Information shown:
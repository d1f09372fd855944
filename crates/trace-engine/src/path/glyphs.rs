use glam::Vec3;
use serde::{Deserialize, Serialize};

use super::reference::{ReferencePath, Stroke};
use crate::error::{LoadError, PathError};

/// Letter "A" as three strokes on the z = 0 plane, centered on the origin.
/// Left leg (bottom-left up to the apex), right leg (apex down to
/// bottom-right), then the crossbar left to right.
pub const LETTER_A: [&[[f32; 2]]; 3] = [
    &[
        [-1.0, -1.5],
        [-0.85, -1.0],
        [-0.7, -0.5],
        [-0.55, 0.0],
        [-0.4, 0.5],
        [-0.25, 1.0],
        [-0.1, 1.3],
        [0.0, 1.5],
    ],
    &[
        [0.0, 1.5],
        [0.1, 1.3],
        [0.25, 1.0],
        [0.4, 0.5],
        [0.55, 0.0],
        [0.7, -0.5],
        [0.85, -1.0],
        [1.0, -1.5],
    ],
    &[
        [-0.55, 0.0],
        [-0.35, 0.0],
        [-0.15, 0.0],
        [0.0, 0.0],
        [0.15, 0.0],
        [0.35, 0.0],
        [0.55, 0.0],
    ],
];

/// Where the letter sits on the writing board in the game scene.
pub const BOARD_OFFSET: Vec3 = Vec3::new(0.0, 1.2, 0.03);

/// The built-in letter "A".
pub fn letter_a() -> Result<ReferencePath, PathError> {
    ReferencePath::load(LETTER_A.iter().map(|pts| Stroke::from_xy(pts)).collect())
}

/// A glyph as exchanged with the content pipeline.
///
/// Points are `[x, y]` (placed on z = 0) or `[x, y, z]`.
#[derive(Debug, Clone, Serialize, Deserialize)]
pub struct GlyphDocument {
    /// Display name, e.g. "A".
    #[serde(default)]
    pub name: String,
    /// Strokes in drawing order, each a list of points.
    pub strokes: Vec<Vec<Vec<f32>>>,
}

impl GlyphDocument {
    /// Parse a glyph document from a JSON string.
    pub fn from_json(json: &str) -> Result<Self, serde_json::Error> {
        serde_json::from_str(json)
    }

    /// Convert into a validated reference path.
    pub fn to_path(&self) -> Result<ReferencePath, LoadError> {
        let mut strokes = Vec::with_capacity(self.strokes.len());
        for (s, points) in self.strokes.iter().enumerate() {
            let mut pts = Vec::with_capacity(points.len());
            for (i, p) in points.iter().enumerate() {
                let pos = match p.as_slice() {
                    [x, y] => Vec3::new(*x, *y, 0.0),
                    [x, y, z] => Vec3::new(*x, *y, *z),
                    _ => {
                        return Err(LoadError::PointArity {
                            stroke: s,
                            index: i,
                            len: p.len(),
                        })
                    }
                };
                pts.push(pos);
            }
            strokes.push(Stroke::new(pts));
        }
        Ok(ReferencePath::load(strokes)?)
    }
}

/// Parse and validate a glyph in one step.
pub fn path_from_json(json: &str) -> Result<ReferencePath, LoadError> {
    let doc = GlyphDocument::from_json(json)?;
    let path = doc.to_path()?;
    log::info!("glyph '{}' loaded with {} strokes", doc.name, path.stroke_count());
    Ok(path)
}

#[cfg(test)]
mod tests {
    use super::*;

    #[test]
    fn letter_a_shape() {
        let path = letter_a().unwrap();
        assert_eq!(path.stroke_count(), 3);
        assert_eq!(path.checkpoint_count(0), 8);
        assert_eq!(path.checkpoint_count(1), 8);
        assert_eq!(path.checkpoint_count(2), 7);
        // Right leg starts where the left leg ends.
        assert_eq!(
            path.checkpoint(0, 7).unwrap().pos,
            path.checkpoint(1, 0).unwrap().pos
        );
    }

    #[test]
    fn parse_mixed_arity_document() {
        let json = r#"{
            "name": "L",
            "strokes": [
                [[0.0, 1.0], [0.0, 0.5], [0.0, 0.0]],
                [[0.0, 0.0, 0.1], [0.5, 0.0, 0.1]]
            ]
        }"#;
        let path = path_from_json(json).unwrap();
        assert_eq!(path.stroke_count(), 2);
        assert_eq!(path.checkpoint(1, 1).unwrap().pos, Vec3::new(0.5, 0.0, 0.1));
    }

    #[test]
    fn reject_bad_arity() {
        let json = r#"{ "strokes": [[[0.0, 1.0], [2.0]]] }"#;
        let err = path_from_json(json).unwrap_err();
        assert!(matches!(err, LoadError::PointArity { stroke: 0, index: 1, len: 1 }));
    }

    #[test]
    fn document_goes_through_path_validation() {
        let json = r#"{ "strokes": [[[0.0, 0.0]]] }"#;
        let err = path_from_json(json).unwrap_err();
        assert!(matches!(
            err,
            LoadError::Path(PathError::TooFewCheckpoints { stroke: 0, count: 1 })
        ));
    }

    #[test]
    fn malformed_json() {
        assert!(matches!(path_from_json("{ strokes"), Err(LoadError::Json(_))));
    }
}
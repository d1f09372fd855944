use glam::Vec3;

use crate::path::Stroke;

/// Nearest checkpoint to a point, before any acceptance rules.
#[derive(Debug, Clone, Copy, PartialEq)]
pub struct Candidate {
    pub index: usize,
    pub distance: f32,
}

/// Result of matching one path-space point against the active stroke.
#[derive(Debug, Clone, Copy, PartialEq)]
pub enum MatchOutcome {
    /// Forward progress to this checkpoint index.
    Accepted(usize),
    /// Nearest checkpoint is outside the tolerance radius (or the stroke is empty).
    TooFar(Option<Candidate>),
    /// Nearest checkpoint is at or behind the last match.
    Behind(Candidate),
    /// Nearest checkpoint is further ahead than the skip bound allows.
    SkippedTooFar(Candidate),
}

impl MatchOutcome {
    pub fn accepted(&self) -> Option<usize> {
        match *self {
            MatchOutcome::Accepted(index) => Some(index),
            _ => None,
        }
    }
}

/// Decides whether an incoming point advances a stroke.
///
/// The whole stroke is scanned, not just the checkpoints ahead of the last
/// match, so a finger wobbling back over an earlier part of the path finds
/// that earlier checkpoint and is rejected as `Behind` instead of snapping to
/// a later one. The backward rule and the skip bound together stop the wide
/// search from being used to jump ahead.
#[derive(Debug, Clone, Copy, PartialEq)]
pub struct CheckpointMatcher {
    pub tolerance_radius: f32,
    pub max_forward_skip: usize,
}

impl CheckpointMatcher {
    pub fn new(tolerance_radius: f32, max_forward_skip: usize) -> Self {
        Self {
            tolerance_radius,
            max_forward_skip,
        }
    }

    /// Nearest checkpoint on the stroke. Ties resolve to the lowest index.
    pub fn find_nearest(point: Vec3, stroke: &Stroke) -> Option<Candidate> {
        let mut best: Option<Candidate> = None;
        for cp in stroke.checkpoints() {
            let distance = point.distance(cp.pos);
            if best.map_or(true, |b| distance < b.distance) {
                best = Some(Candidate { index: cp.index, distance });
            }
        }
        best
    }

    /// Match `point` against `stroke` given the last accepted checkpoint
    /// (`None` before the first match).
    pub fn match_point(
        &self,
        point: Vec3,
        stroke: &Stroke,
        last_matched: Option<usize>,
    ) -> MatchOutcome {
        let candidate = match Self::find_nearest(point, stroke) {
            Some(c) if c.distance <= self.tolerance_radius => c,
            other => return MatchOutcome::TooFar(other),
        };

        if let Some(last) = last_matched {
            if candidate.index <= last {
                return MatchOutcome::Behind(candidate);
            }
        }

        // With no match yet the previous index is -1.
        let skip = match last_matched {
            Some(last) => candidate.index - last,
            None => candidate.index + 1,
        };
        if skip > self.max_forward_skip {
            return MatchOutcome::SkippedTooFar(candidate);
        }

        MatchOutcome::Accepted(candidate.index)
    }
}

#[cfg(test)]
mod tests {
    use super::*;

    fn horizontal(n: usize) -> Stroke {
        Stroke::new((0..n).map(|i| Vec3::new(i as f32 * 0.2, 0.0, 0.0)))
    }

    fn at(i: usize) -> Vec3 {
        Vec3::new(i as f32 * 0.2, 0.05, 0.0)
    }

    #[test]
    fn nearest_scans_whole_stroke() {
        let stroke = horizontal(10);
        let c = CheckpointMatcher::find_nearest(at(7), &stroke).unwrap();
        assert_eq!(c.index, 7);
        assert!((c.distance - 0.05).abs() < 1e-5);
    }

    #[test]
    fn nearest_tie_prefers_lower_index() {
        let stroke = horizontal(3);
        let c = CheckpointMatcher::find_nearest(Vec3::new(0.1, 0.0, 0.0), &stroke).unwrap();
        assert_eq!(c.index, 0);
    }

    #[test]
    fn accept_next_checkpoint() {
        let m = CheckpointMatcher::new(0.35, 3);
        let stroke = horizontal(10);
        assert_eq!(m.match_point(at(1), &stroke, None), MatchOutcome::Accepted(1));
        assert_eq!(m.match_point(at(3), &stroke, Some(2)), MatchOutcome::Accepted(3));
    }

    #[test]
    fn reject_outside_tolerance() {
        let m = CheckpointMatcher::new(0.35, 3);
        let stroke = horizontal(10);
        let outcome = m.match_point(Vec3::new(0.4, 1.0, 0.0), &stroke, Some(1));
        assert!(matches!(outcome, MatchOutcome::TooFar(Some(c)) if c.index == 2));
    }

    #[test]
    fn reject_repeat_and_backward() {
        let m = CheckpointMatcher::new(0.35, 3);
        let stroke = horizontal(10);
        assert!(matches!(m.match_point(at(4), &stroke, Some(4)), MatchOutcome::Behind(_)));
        assert!(matches!(m.match_point(at(3), &stroke, Some(4)), MatchOutcome::Behind(_)));
        assert!(matches!(m.match_point(at(0), &stroke, Some(0)), MatchOutcome::Behind(_)));
    }

    #[test]
    fn skip_bound() {
        let m = CheckpointMatcher::new(0.35, 3);
        let stroke = horizontal(10);
        assert_eq!(m.match_point(at(5), &stroke, Some(2)), MatchOutcome::Accepted(5));
        assert!(matches!(
            m.match_point(at(6), &stroke, Some(2)),
            MatchOutcome::SkippedTooFar(c) if c.index == 6
        ));
        // From "no match yet" the previous index counts as -1.
        assert_eq!(m.match_point(at(2), &stroke, None), MatchOutcome::Accepted(2));
        assert!(matches!(m.match_point(at(3), &stroke, None), MatchOutcome::SkippedTooFar(_)));
    }

    #[test]
    fn skip_of_one_only_allows_neighbours() {
        let m = CheckpointMatcher::new(0.35, 1);
        let stroke = horizontal(10);
        assert_eq!(m.match_point(at(3), &stroke, Some(2)), MatchOutcome::Accepted(3));
        assert!(matches!(m.match_point(at(4), &stroke, Some(2)), MatchOutcome::SkippedTooFar(_)));
    }

    #[test]
    fn loop_back_matches_earlier_checkpoint() {
        // A stroke that curls back near its own start: the wide scan finds
        // the earlier checkpoint, which is then refused as behind.
        let stroke = Stroke::from_xy(&[
            [0.0, 0.0],
            [0.2, 0.0],
            [0.4, 0.0],
            [0.4, 0.2],
            [0.2, 0.2],
            [0.02, 0.05],
        ]);
        let m = CheckpointMatcher::new(0.35, 3);
        let outcome = m.match_point(Vec3::new(0.0, 0.0, 0.0), &stroke, Some(3));
        assert!(matches!(outcome, MatchOutcome::Behind(c) if c.index == 0));
        assert_eq!(outcome.accepted(), None);
    }
}
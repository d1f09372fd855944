use super::stroke::StrokeState;
use crate::path::ReferencePath;

/// Aggregate state of one tracing attempt.
///
/// Created fresh per attempt and mutated only by the orchestrator.
/// `current_stroke` never decreases; it equals the stroke count once every
/// stroke is completed.
#[derive(Debug, Clone, PartialEq)]
pub struct TracingSession {
    pub(crate) current_stroke: usize,
    pub(crate) actively_tracing: bool,
    pub(crate) strokes: Vec<StrokeState>,
}

impl TracingSession {
    pub fn new(path: &ReferencePath) -> Self {
        Self {
            current_stroke: 0,
            actively_tracing: false,
            strokes: path.strokes().map(|s| StrokeState::new(s.len())).collect(),
        }
    }

    /// Index of the stroke being traced, or the stroke count when all are done.
    pub fn current_stroke(&self) -> usize {
        self.current_stroke
    }

    pub fn is_actively_tracing(&self) -> bool {
        self.actively_tracing
    }

    pub fn stroke_count(&self) -> usize {
        self.strokes.len()
    }

    pub fn stroke(&self, index: usize) -> Option<&StrokeState> {
        self.strokes.get(index)
    }

    pub fn strokes(&self) -> &[StrokeState] {
        &self.strokes
    }

    /// State of the stroke being traced; `None` once all are done.
    pub fn current(&self) -> Option<&StrokeState> {
        self.strokes.get(self.current_stroke)
    }

    pub fn is_complete(&self) -> bool {
        self.current_stroke >= self.strokes.len()
    }

    pub fn completed_stroke_count(&self) -> usize {
        self.strokes.iter().filter(|s| s.is_completed()).count()
    }

    /// Progress of the stroke being traced (1.0 once all are done).
    pub fn current_progress(&self) -> f32 {
        self.current().map_or(1.0, StrokeState::progress)
    }

    /// Mean progress across all strokes.
    pub fn overall_progress(&self) -> f32 {
        if self.strokes.is_empty() {
            return 0.0;
        }
        let sum: f32 = self.strokes.iter().map(StrokeState::progress).sum();
        sum / self.strokes.len() as f32
    }

    /// Back to the initial state for a new attempt.
    pub fn reset(&mut self) {
        self.current_stroke = 0;
        self.actively_tracing = false;
        for s in &mut self.strokes {
            *s = StrokeState::new(s.checkpoint_count());
        }
    }
}
pub mod queue;

pub use queue::{InputQueue, PointerEvent};
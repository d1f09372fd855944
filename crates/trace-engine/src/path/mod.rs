pub mod glyphs;
pub mod reference;

pub use glyphs::{letter_a, path_from_json, GlyphDocument, BOARD_OFFSET, LETTER_A};
pub use reference::{Checkpoint, ReferencePath, Stroke};
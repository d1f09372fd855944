use glam::Vec3;

use crate::path::Stroke;

/// Lifecycle of one stroke within a session.
#[derive(Debug, Clone, Copy, PartialEq, Eq, Default)]
pub enum StrokePhase {
    /// No pointer-down has been accepted on this stroke yet.
    #[default]
    NotStarted,
    /// Tracing has begun; progress is retained across pointer-ups.
    InProgress,
    /// The last checkpoint was reached. Terminal.
    Completed,
}

/// What happened when a matched checkpoint was applied to a stroke.
#[derive(Debug, Clone, Copy, PartialEq, Eq)]
pub enum Advance {
    /// Progress moved forward; the stroke is still open.
    Progressed,
    /// Progress reached the final checkpoint.
    Completed,
    /// Not applied: stroke not in progress, or the index does not move forward.
    Ignored,
}

/// Mutable progress of a single stroke.
#[derive(Debug, Clone, Copy, PartialEq, Default)]
pub struct StrokeState {
    phase: StrokePhase,
    last_matched: Option<usize>,
    checkpoint_count: usize,
}

impl StrokeState {
    pub fn new(checkpoint_count: usize) -> Self {
        Self {
            phase: StrokePhase::NotStarted,
            last_matched: None,
            checkpoint_count,
        }
    }

    pub fn phase(&self) -> StrokePhase {
        self.phase
    }

    pub fn is_completed(&self) -> bool {
        self.phase == StrokePhase::Completed
    }

    /// Last accepted checkpoint index, `None` before the first match.
    pub fn last_matched(&self) -> Option<usize> {
        self.last_matched
    }

    pub fn checkpoint_count(&self) -> usize {
        self.checkpoint_count
    }

    /// Fraction of checkpoints reached, `(last_matched + 1) / checkpoint_count`.
    pub fn progress(&self) -> f32 {
        if self.is_completed() {
            return 1.0;
        }
        match self.last_matched {
            Some(last) if self.checkpoint_count > 0 => {
                ((last + 1) as f32 / self.checkpoint_count as f32).min(1.0)
            }
            _ => 0.0,
        }
    }

    /// Checkpoint a resuming trace must land near: the one after the last match.
    pub fn resume_index(&self) -> Option<usize> {
        let next = self.last_matched.map_or(0, |last| last + 1);
        (next < self.checkpoint_count).then_some(next)
    }

    /// Pointer-down test. Accepts when `point` is within `start_tolerance` of
    /// the stroke's first checkpoint or of the checkpoint after the last
    /// match. Moves `NotStarted` to `InProgress`; an `InProgress` stroke stays
    /// where it is (resume). Completed strokes never restart. The radius is
    /// inclusive: a point exactly `start_tolerance` away still begins.
    pub fn try_begin(&mut self, point: Vec3, stroke: &Stroke, start_tolerance: f32) -> bool {
        if self.is_completed() {
            return false;
        }
        let near = |index: usize| {
            stroke
                .get(index)
                .map_or(false, |cp| point.distance(cp.pos) <= start_tolerance)
        };
        let near_start = near(0);
        let near_resume = self.resume_index().map_or(false, near);
        if !(near_start || near_resume) {
            return false;
        }
        if self.phase == StrokePhase::NotStarted {
            self.phase = StrokePhase::InProgress;
        }
        true
    }

    /// Apply an accepted checkpoint index. Indices that do not move forward
    /// are ignored, so progress never regresses.
    pub fn advance(&mut self, index: usize) -> Advance {
        if self.phase != StrokePhase::InProgress || index >= self.checkpoint_count {
            return Advance::Ignored;
        }
        if self.last_matched.map_or(false, |last| index <= last) {
            return Advance::Ignored;
        }
        self.last_matched = Some(index);
        if index + 1 == self.checkpoint_count {
            self.phase = StrokePhase::Completed;
            Advance::Completed
        } else {
            Advance::Progressed
        }
    }
}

What you will do: Give back, unchanged, the run of lines in the listing above that begins at the line containing "Stroke::new((0..n).map(|i| Vec3::new(i as" and ends at the line containing "assert_eq!(c.index, 7);", both included.

Problem solution:
        Stroke::new((0..n).map(|i| Vec3::new(i as f32 * 0.2, 0.0, 0.0)))
    }

    fn at(i: usize) -> Vec3 {
        Vec3::new(i as f32 * 0.2, 0.05, 0.0)
    }

    #[test]
    fn nearest_scans_whole_stroke() {
        let stroke = horizontal(10);
        let c = CheckpointMatcher::find_nearest(at(7), &stroke).unwrap();
        assert_eq!(c.index, 7);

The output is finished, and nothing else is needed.